[Collected data entries]

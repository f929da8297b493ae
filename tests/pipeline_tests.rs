//! End-to-end pipeline tests over mocked external services.

mod common;

use std::sync::Arc;

use common::{pipeline_with, run_dir_count, MockConverter, MockExtractor, MockGenerator, MockTranscriber};
use tempfile::TempDir;

use video_translator::export::DocumentFormat;
use video_translator::pipeline::{LanguageOutcome, RunState, VideoInput};
use video_translator::translate::Language;
use video_translator::Stage;

fn video() -> VideoInput {
    VideoInput {
        file_name: "movie.mp4".to_string(),
        data: b"not really a video".to_vec(),
    }
}

fn all_formats() -> Vec<DocumentFormat> {
    DocumentFormat::all().to_vec()
}

#[tokio::test]
async fn test_single_language_produces_all_three_documents() {
    let temp = TempDir::new().unwrap();
    let pipeline = pipeline_with(
        temp.path(),
        Arc::new(MockExtractor::ok()),
        Arc::new(MockTranscriber::with_text("hello world")),
        Arc::new(MockGenerator::ok()),
        Arc::new(MockConverter::ok()),
    );

    let report = pipeline
        .run(video(), &[Language::English], &all_formats())
        .await
        .unwrap();

    assert_eq!(report.state, RunState::Completed);
    assert_eq!(report.transcript.as_ref().unwrap().text(), "hello world");
    assert_eq!(report.languages.len(), 1);

    let entry = &report.languages[0];
    assert_eq!(entry.language, Language::English);
    match &entry.outcome {
        LanguageOutcome::Translated { text, documents } => {
            assert_eq!(text, "translated-English");
            assert_eq!(documents.len(), 3);
            for result in documents.values() {
                let doc = result.as_ref().unwrap();
                assert!(doc.path.exists(), "document missing: {}", doc.path.display());
            }
        }
        LanguageOutcome::Failed(e) => panic!("translation unexpectedly failed: {e}"),
    }
}

#[tokio::test]
async fn test_cleanup_removes_transients_and_keeps_documents() {
    let temp = TempDir::new().unwrap();
    let pipeline = pipeline_with(
        temp.path(),
        Arc::new(MockExtractor::ok()),
        Arc::new(MockTranscriber::with_text("hello world")),
        Arc::new(MockGenerator::ok()),
        Arc::new(MockConverter::ok()),
    );

    let report = pipeline
        .run(video(), &[Language::French], &all_formats())
        .await
        .unwrap();

    let run_dir = pipeline.store().run_dir(report.run_id);
    assert!(!run_dir.join("audio.wav").exists());
    assert!(!run_dir.join("source_movie.mp4").exists());

    let docs = report.languages[0].documents();
    assert_eq!(docs.len(), 3);
    for doc in docs {
        assert!(doc.path.exists());
    }
}

#[tokio::test]
async fn test_empty_language_selection_is_a_noop() {
    let temp = TempDir::new().unwrap();
    let extractor = Arc::new(MockExtractor::ok());
    let transcriber = Arc::new(MockTranscriber::with_text("hello world"));
    let pipeline = pipeline_with(
        temp.path(),
        extractor.clone(),
        transcriber.clone(),
        Arc::new(MockGenerator::ok()),
        Arc::new(MockConverter::ok()),
    );

    let report = pipeline.run(video(), &[], &all_formats()).await.unwrap();

    assert_eq!(report.state, RunState::Idle);
    assert!(report.languages.is_empty());
    assert_eq!(extractor.call_count(), 0);
    assert_eq!(transcriber.call_count(), 0);
    assert_eq!(run_dir_count(temp.path()), 0);
}

#[tokio::test]
async fn test_extract_failure_aborts_before_downstream_stages() {
    let temp = TempDir::new().unwrap();
    let transcriber = Arc::new(MockTranscriber::with_text("hello world"));
    let generator = Arc::new(MockGenerator::ok());
    let pipeline = pipeline_with(
        temp.path(),
        Arc::new(MockExtractor::failing()),
        transcriber.clone(),
        generator.clone(),
        Arc::new(MockConverter::ok()),
    );

    let err = pipeline
        .run(video(), &[Language::English], &all_formats())
        .await
        .unwrap_err();

    assert_eq!(err.stage(), Stage::Extract);
    assert_eq!(transcriber.call_count(), 0);
    assert_eq!(generator.call_count(), 0);
    // The uploaded video copy is cleaned up with the rest of the run dir.
    assert_eq!(run_dir_count(temp.path()), 0);
}

#[tokio::test]
async fn test_transcription_failure_aborts_and_cleans_up() {
    let temp = TempDir::new().unwrap();
    let generator = Arc::new(MockGenerator::ok());
    let pipeline = pipeline_with(
        temp.path(),
        Arc::new(MockExtractor::ok()),
        Arc::new(MockTranscriber::failing()),
        generator.clone(),
        Arc::new(MockConverter::ok()),
    );

    let err = pipeline
        .run(video(), &[Language::German], &all_formats())
        .await
        .unwrap_err();

    assert_eq!(err.stage(), Stage::Transcribe);
    assert_eq!(generator.call_count(), 0);
    assert_eq!(run_dir_count(temp.path()), 0);
}

#[tokio::test]
async fn test_one_failed_language_does_not_abort_the_run() {
    let temp = TempDir::new().unwrap();
    let generator = Arc::new(MockGenerator::failing_for(&[Language::German]));
    let pipeline = pipeline_with(
        temp.path(),
        Arc::new(MockExtractor::ok()),
        Arc::new(MockTranscriber::with_text("hello world")),
        generator.clone(),
        Arc::new(MockConverter::ok()),
    );

    let report = pipeline
        .run(video(), &[Language::French, Language::German], &all_formats())
        .await
        .unwrap();

    assert_eq!(report.state, RunState::Completed);
    // Both languages were attempted.
    assert_eq!(generator.call_count(), 2);

    let french = &report.languages[0];
    assert_eq!(french.language, Language::French);
    assert_eq!(french.documents().len(), 3);

    let german = &report.languages[1];
    assert_eq!(german.language, Language::German);
    assert!(matches!(german.outcome, LanguageOutcome::Failed(_)));
    // No export happens for a language whose translation failed.
    assert!(german.documents().is_empty());
}

#[tokio::test]
async fn test_translation_attempts_match_selected_languages_even_when_all_fail() {
    let temp = TempDir::new().unwrap();
    let generator = Arc::new(MockGenerator::failing_for(&[
        Language::Turkish,
        Language::English,
        Language::French,
    ]));
    let pipeline = pipeline_with(
        temp.path(),
        Arc::new(MockExtractor::ok()),
        Arc::new(MockTranscriber::with_text("hello world")),
        generator.clone(),
        Arc::new(MockConverter::ok()),
    );

    let languages = [Language::Turkish, Language::English, Language::French];
    let report = pipeline
        .run(video(), &languages, &all_formats())
        .await
        .unwrap();

    assert_eq!(report.state, RunState::Completed);
    assert_eq!(generator.call_count(), languages.len());
    assert!(report
        .languages
        .iter()
        .all(|entry| matches!(entry.outcome, LanguageOutcome::Failed(_))));
}

#[tokio::test]
async fn test_results_keep_request_order() {
    let temp = TempDir::new().unwrap();
    let pipeline = pipeline_with(
        temp.path(),
        Arc::new(MockExtractor::ok()),
        Arc::new(MockTranscriber::with_text("hello world")),
        Arc::new(MockGenerator::ok()),
        Arc::new(MockConverter::ok()),
    );

    let languages = [Language::German, Language::Turkish, Language::English];
    let report = pipeline
        .run(video(), &languages, &all_formats())
        .await
        .unwrap();

    let reported: Vec<Language> = report.languages.iter().map(|e| e.language).collect();
    assert_eq!(reported, languages);
}

#[tokio::test]
async fn test_one_failed_format_does_not_block_other_formats() {
    let temp = TempDir::new().unwrap();
    let pipeline = pipeline_with(
        temp.path(),
        Arc::new(MockExtractor::ok()),
        Arc::new(MockTranscriber::with_text("hello world")),
        Arc::new(MockGenerator::ok()),
        Arc::new(MockConverter::failing_pdf()),
    );

    let report = pipeline
        .run(video(), &[Language::English], &all_formats())
        .await
        .unwrap();

    assert_eq!(report.state, RunState::Completed);
    match &report.languages[0].outcome {
        LanguageOutcome::Translated { documents, .. } => {
            assert!(documents[&DocumentFormat::Text].is_ok());
            assert!(documents[&DocumentFormat::Docx].is_ok());
            assert!(documents[&DocumentFormat::Pdf].is_err());
        }
        LanguageOutcome::Failed(e) => panic!("translation unexpectedly failed: {e}"),
    }
}

#[tokio::test]
async fn test_plain_text_export_is_idempotent() {
    let temp = TempDir::new().unwrap();
    let pipeline = pipeline_with(
        temp.path(),
        Arc::new(MockExtractor::ok()),
        Arc::new(MockTranscriber::with_text("hello world")),
        Arc::new(MockGenerator::ok()),
        Arc::new(MockConverter::ok()),
    );

    let first = pipeline
        .run(video(), &[Language::English], &[DocumentFormat::Text])
        .await
        .unwrap();
    let second = pipeline
        .run(video(), &[Language::English], &[DocumentFormat::Text])
        .await
        .unwrap();

    let read = |report: &video_translator::RunReport| {
        let doc = report.languages[0].documents()[0].path.clone();
        std::fs::read(doc).unwrap()
    };
    assert_eq!(read(&first), read(&second));
}
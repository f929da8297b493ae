use std::sync::Arc;
use std::time::Duration;

use anyhow::Context;
use async_trait::async_trait;
use clap::ValueEnum;
use serde::{Deserialize, Serialize};

use crate::config::RetryConfig;
use crate::errors::TranslationError;
use crate::retry::retry_with_backoff;
use crate::transcribe::Transcript;

/// Target languages offered for translation. Fixed catalog; a run may select
/// any non-empty subset.
#[derive(Debug, Clone, Copy, PartialEq, Eq, Hash, ValueEnum, Serialize, Deserialize)]
pub enum Language {
    Turkish,
    English,
    French,
    German,
}

impl Language {
    /// English name of the language, as used in prompts and file names.
    pub fn name(&self) -> &'static str {
        match self {
            Language::Turkish => "Turkish",
            Language::English => "English",
            Language::French => "French",
            Language::German => "German",
        }
    }

    /// All languages in the catalog.
    pub fn catalog() -> &'static [Language] {
        &[
            Language::Turkish,
            Language::English,
            Language::French,
            Language::German,
        ]
    }
}

impl std::fmt::Display for Language {
    fn fmt(&self, f: &mut std::fmt::Formatter<'_>) -> std::fmt::Result {
        write!(f, "{}", self.name())
    }
}

/// Translated text for one (run, target language) pair. Never mutated after
/// creation.
#[derive(Debug, Clone)]
pub struct Translation {
    pub language: Language,
    pub text: String,
}

/// Trait for the external text-generation service.
///
/// Each call is independent; no conversation state is kept between calls.
#[async_trait]
pub trait TextGenerator: Send + Sync {
    /// Complete `prompt` and return the first completion's text.
    async fn complete(&self, prompt: &str, max_tokens: u32) -> Result<String, TranslationError>;
}

#[derive(Debug, Serialize)]
struct ChatMessage {
    role: &'static str,
    content: String,
}

#[derive(Debug, Serialize)]
struct ChatCompletionRequest {
    model: String,
    messages: Vec<ChatMessage>,
    max_tokens: u32,
}

#[derive(Debug, Deserialize)]
struct ChatCompletionResponse {
    choices: Vec<ChatChoice>,
}

#[derive(Debug, Deserialize)]
struct ChatChoice {
    message: ChatChoiceMessage,
}

#[derive(Debug, Deserialize)]
struct ChatChoiceMessage {
    content: String,
}

/// Text-generation client for an OpenAI-compatible `/v1/chat/completions`
/// endpoint.
pub struct ChatCompletionGenerator {
    client: reqwest::Client,
    endpoint: String,
    api_key: String,
    model: String,
    retry: RetryConfig,
}

impl ChatCompletionGenerator {
    pub fn new(
        endpoint: impl Into<String>,
        api_key: impl Into<String>,
        model: impl Into<String>,
        request_timeout: Duration,
        retry: RetryConfig,
    ) -> crate::Result<Self> {
        let client = reqwest::Client::builder()
            .timeout(request_timeout)
            .build()
            .context("Failed to build HTTP client for the text-generation service")?;
        Ok(Self {
            client,
            endpoint: endpoint.into(),
            api_key: api_key.into(),
            model: model.into(),
            retry,
        })
    }

    fn api_url(&self) -> String {
        format!(
            "{}/v1/chat/completions",
            self.endpoint.trim_end_matches('/')
        )
    }

    /// One request attempt. The outer `Result` is fatal for this language;
    /// the inner one is retryable.
    async fn send_once(
        &self,
        prompt: &str,
        max_tokens: u32,
    ) -> Result<Result<String, TranslationError>, TranslationError> {
        let request = ChatCompletionRequest {
            model: self.model.clone(),
            messages: vec![ChatMessage {
                role: "user",
                content: prompt.to_string(),
            }],
            max_tokens,
        };

        let response = match self
            .client
            .post(self.api_url())
            .bearer_auth(&self.api_key)
            .json(&request)
            .send()
            .await
        {
            Ok(response) => response,
            Err(e) => return Ok(Err(TranslationError::Request(e.to_string()))),
        };

        let status = response.status();
        if !status.is_success() {
            let message = response
                .text()
                .await
                .unwrap_or_else(|_| "Failed to get error response text".to_string());
            let api_error = TranslationError::Api {
                status: status.as_u16(),
                message,
            };
            if status.is_server_error() || status.as_u16() == 429 {
                return Ok(Err(api_error));
            }
            // Client error, retrying will not help.
            return Err(api_error);
        }

        let parsed: ChatCompletionResponse = response
            .json()
            .await
            .map_err(|e| TranslationError::Request(format!("invalid response body: {e}")))?;

        match parsed.choices.into_iter().next() {
            Some(choice) => Ok(Ok(choice.message.content)),
            None => Err(TranslationError::EmptyCompletion),
        }
    }
}

#[async_trait]
impl TextGenerator for ChatCompletionGenerator {
    async fn complete(&self, prompt: &str, max_tokens: u32) -> Result<String, TranslationError> {
        retry_with_backoff(&self.retry, "Text-generation", || {
            self.send_once(prompt, max_tokens)
        })
        .await
    }
}

/// Translates a transcript into target languages, one independent service
/// call per language.
pub struct Translator {
    generator: Arc<dyn TextGenerator>,
    max_completion_tokens: u32,
}

impl Translator {
    pub fn new(generator: Arc<dyn TextGenerator>, max_completion_tokens: u32) -> Self {
        Self {
            generator,
            max_completion_tokens,
        }
    }

    /// Prompt sent to the text-generation service for one language.
    fn build_prompt(transcript: &Transcript, language: Language) -> String {
        format!(
            "Translate the following text to {}. Reply with the translation only.\n\n{}",
            language.name(),
            transcript.text()
        )
    }

    /// Translate the transcript into one target language.
    pub async fn translate(
        &self,
        transcript: &Transcript,
        language: Language,
    ) -> Result<Translation, TranslationError> {
        let prompt = Self::build_prompt(transcript, language);
        let completion = self
            .generator
            .complete(&prompt, self.max_completion_tokens)
            .await?;

        let text = completion.trim().to_string();
        if text.is_empty() {
            return Err(TranslationError::EmptyCompletion);
        }

        Ok(Translation { language, text })
    }
}
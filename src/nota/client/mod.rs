//! # Remote API layer
//!
//! Access to the content-management API is abstracted behind the
//! [`NotionBackend`] trait so that:
//! - the renderer and commands can be tested against
//!   [`memory::InMemoryBackend`] without any network,
//! - the HTTP transport ([`http::HttpBackend`]) stays the only module that
//!   knows about URLs, auth headers and pagination.
//!
//! Reads return blocks in document order; pagination of a block's child
//! list is resolved inside the backend, callers always see the full list.

use crate::error::Result;
use crate::model::{Block, BlockId, Page, PageId};

pub mod http;
pub mod memory;

/// Capability the renderer and the stack commands consume.
pub trait NotionBackend {
    /// Fetch page metadata (title, icon).
    fn page(&self, id: &PageId) -> Result<Page>;

    /// Fetch the ordered list of direct children of a block.
    fn block_children(&self, id: &BlockId) -> Result<Vec<Block>>;

    /// Append an unchecked to-do with the given text to a block.
    fn append_todo(&mut self, parent: &BlockId, text: &str) -> Result<()>;

    /// Check or uncheck an existing to-do block.
    fn set_todo_checked(&mut self, id: &BlockId, checked: bool) -> Result<()>;

    /// Replace the text of an existing to-do block.
    fn set_todo_text(&mut self, id: &BlockId, text: &str) -> Result<()>;

    /// Delete (archive) a block.
    fn delete_block(&mut self, id: &BlockId) -> Result<()>;
}
pub mod page;
pub mod stack;

#[derive(Debug, Clone)]
pub enum MessageLevel {
    Info,
    Success,
    Warning,
    Error,
}

#[derive(Debug, Clone)]
pub struct CmdMessage {
    pub level: MessageLevel,
    pub content: String,
}

impl CmdMessage {
    pub fn info(content: impl Into<String>) -> Self {
        Self {
            level: MessageLevel::Info,
            content: content.into(),
        }
    }

    pub fn success(content: impl Into<String>) -> Self {
        Self {
            level: MessageLevel::Success,
            content: content.into(),
        }
    }

    pub fn warning(content: impl Into<String>) -> Self {
        Self {
            level: MessageLevel::Warning,
            content: content.into(),
        }
    }

    pub fn error(content: impl Into<String>) -> Self {
        Self {
            level: MessageLevel::Error,
            content: content.into(),
        }
    }
}

/// What a command hands back to the UI layer for printing.
#[derive(Debug, Default)]
pub struct CmdResult {
    pub messages: Vec<CmdMessage>,
}

impl CmdResult {
    pub fn add_message(&mut self, message: CmdMessage) {
        self.messages.push(message);
    }

    pub fn with_message(mut self, message: CmdMessage) -> Self {
        self.messages.push(message);
        self
    }
}
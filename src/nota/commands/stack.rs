//! The task stack: a page whose first child block holds a flat list of
//! to-do entries. Entries are addressed by a case-insensitive substring
//! of their text; an exact match wins over the first substring match.

use crate::client::NotionBackend;
use crate::commands::{CmdMessage, CmdResult};
use crate::error::{NotaError, Result};
use crate::model::{Block, BlockId, BlockKind, PageId};

#[derive(Debug, Clone)]
pub struct StackEntry {
    pub id: BlockId,
    pub text: String,
    pub checked: bool,
}

/// The block that owns the stack entries: the stack page's first child.
fn container<C: NotionBackend>(client: &C, stack: &PageId) -> Result<Block> {
    let mut children = client.block_children(&stack.as_block())?;
    if children.is_empty() {
        return Err(NotaError::NotFound(format!(
            "stack page {stack} has no entry list"
        )));
    }
    Ok(children.remove(0))
}

/// All to-do entries on the stack, in document order.
pub fn entries<C: NotionBackend>(client: &C, stack: &PageId) -> Result<Vec<StackEntry>> {
    let container = container(client, stack)?;
    let blocks = client.block_children(&container.id)?;
    Ok(blocks
        .into_iter()
        .filter_map(|block| match &block.kind {
            BlockKind::ToDo { to_do } => Some(StackEntry {
                text: block.plain_text(),
                checked: to_do.checked,
                id: block.id,
            }),
            _ => None,
        })
        .collect())
}

fn find_entry(entries: Vec<StackEntry>, query: &str) -> Result<StackEntry> {
    let needle = query.to_lowercase();
    let mut substring_match = None;
    for entry in entries {
        let haystack = entry.text.to_lowercase();
        if haystack == needle {
            return Ok(entry);
        }
        if substring_match.is_none() && haystack.contains(&needle) {
            substring_match = Some(entry);
        }
    }
    substring_match.ok_or_else(|| NotaError::NotFound(format!("no stack entry matching \"{query}\"")))
}

pub fn add<C: NotionBackend>(client: &mut C, stack: &PageId, text: &str) -> Result<CmdResult> {
    if text.trim().is_empty() {
        return Err(NotaError::Format("empty stack entry".into()));
    }
    let container = container(client, stack)?;
    client.append_todo(&container.id, text)?;
    Ok(CmdResult::default().with_message(CmdMessage::success(format!("added \"{text}\""))))
}

pub fn mark<C: NotionBackend>(
    client: &mut C,
    stack: &PageId,
    query: &str,
    done: bool,
) -> Result<CmdResult> {
    let entry = find_entry(entries(client, stack)?, query)?;
    client.set_todo_checked(&entry.id, done)?;
    let marker = if done { "[✓]" } else { "[ ]" };
    Ok(CmdResult::default().with_message(CmdMessage::success(format!("{marker} {}", entry.text))))
}

pub fn remove<C: NotionBackend>(client: &mut C, stack: &PageId, query: &str) -> Result<CmdResult> {
    let entry = find_entry(entries(client, stack)?, query)?;
    client.delete_block(&entry.id)?;
    Ok(CmdResult::default().with_message(CmdMessage::success(format!("removed \"{}\"", entry.text))))
}

pub fn modify<C: NotionBackend>(
    client: &mut C,
    stack: &PageId,
    query: &str,
    text: &str,
) -> Result<CmdResult> {
    if text.trim().is_empty() {
        return Err(NotaError::Format("empty stack entry".into()));
    }
    let entry = find_entry(entries(client, stack)?, query)?;
    client.set_todo_text(&entry.id, text)?;
    Ok(CmdResult::default().with_message(CmdMessage::success(format!(
        "\"{}\" -> \"{text}\"",
        entry.text
    ))))
}

#[cfg(test)]
mod tests {
    use super::*;
    use crate::client::memory::InMemoryBackend;
    use crate::model::{Page, TextPayload};

    fn stack_page() -> PageId {
        PageId::new("stack")
    }

    fn backend_with_entries(texts: &[&str]) -> InMemoryBackend {
        let mut backend = InMemoryBackend::new();
        let page: Page = serde_json::from_str(
            r#"{"id": "stack", "properties": {"title": {"title": [{"plain_text": "Stack"}]}}}"#,
        )
        .unwrap();
        backend.insert_page(page);
        backend.insert_children(
            BlockId::new("stack"),
            vec![Block {
                id: BlockId::new("cont"),
                has_children: true,
                kind: BlockKind::Toggle {
                    toggle: TextPayload::default(),
                },
            }],
        );
        let cont = BlockId::new("cont");
        for text in texts {
            backend.append_todo(&cont, text).unwrap();
        }
        backend
    }

    #[test]
    fn add_appends_an_unchecked_entry() {
        let mut backend = backend_with_entries(&["first"]);
        add(&mut backend, &stack_page(), "second").unwrap();
        let list = entries(&backend, &stack_page()).unwrap();
        assert_eq!(list.len(), 2);
        assert_eq!(list[1].text, "second");
        assert!(!list[1].checked);
    }

    #[test]
    fn add_rejects_blank_text() {
        let mut backend = backend_with_entries(&[]);
        assert!(matches!(
            add(&mut backend, &stack_page(), "   "),
            Err(NotaError::Format(_))
        ));
    }

    #[test]
    fn mark_matches_case_insensitive_substring() {
        let mut backend = backend_with_entries(&["Write the report", "Water plants"]);
        mark(&mut backend, &stack_page(), "report", true).unwrap();
        let list = entries(&backend, &stack_page()).unwrap();
        assert!(list[0].checked);
        assert!(!list[1].checked);
    }

    #[test]
    fn exact_match_beats_substring_match() {
        let mut backend = backend_with_entries(&["tea time", "tea"]);
        mark(&mut backend, &stack_page(), "TEA", true).unwrap();
        let list = entries(&backend, &stack_page()).unwrap();
        assert!(!list[0].checked);
        assert!(list[1].checked);
    }

    #[test]
    fn unmark_clears_checked() {
        let mut backend = backend_with_entries(&["done thing"]);
        mark(&mut backend, &stack_page(), "done", true).unwrap();
        mark(&mut backend, &stack_page(), "done", false).unwrap();
        let list = entries(&backend, &stack_page()).unwrap();
        assert!(!list[0].checked);
    }

    #[test]
    fn remove_deletes_the_entry() {
        let mut backend = backend_with_entries(&["keep", "drop"]);
        remove(&mut backend, &stack_page(), "drop").unwrap();
        let list = entries(&backend, &stack_page()).unwrap();
        assert_eq!(list.len(), 1);
        assert_eq!(list[0].text, "keep");
    }

    #[test]
    fn modify_replaces_text() {
        let mut backend = backend_with_entries(&["old text"]);
        modify(&mut backend, &stack_page(), "old", "new text").unwrap();
        let list = entries(&backend, &stack_page()).unwrap();
        assert_eq!(list[0].text, "new text");
    }

    #[test]
    fn no_match_is_not_found() {
        let mut backend = backend_with_entries(&["something"]);
        assert!(matches!(
            mark(&mut backend, &stack_page(), "absent", true),
            Err(NotaError::NotFound(_))
        ));
    }

    #[test]
    fn empty_stack_page_is_not_found() {
        let mut backend = InMemoryBackend::new();
        let page: Page = serde_json::from_str(r#"{"id": "stack", "properties": {}}"#).unwrap();
        backend.insert_page(page);
        assert!(matches!(
            entries(&backend, &stack_page()),
            Err(NotaError::NotFound(_))
        ));
    }
}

Task item: Exactly as they appear, retype the lines from the start of the records through the line containing "use video_translator::export::DocumentFormat;".

Exercise solution:
repository f929da8297b493ae
filename tests/pipeline_tests.rs
//! End-to-end pipeline tests over mocked external services.

mod common;

use std::sync::Arc;

use common::{pipeline_with, run_dir_count, MockConverter, MockExtractor, MockGenerator, MockTranscriber};
use tempfile::TempDir;

use video_translator::export::DocumentFormat;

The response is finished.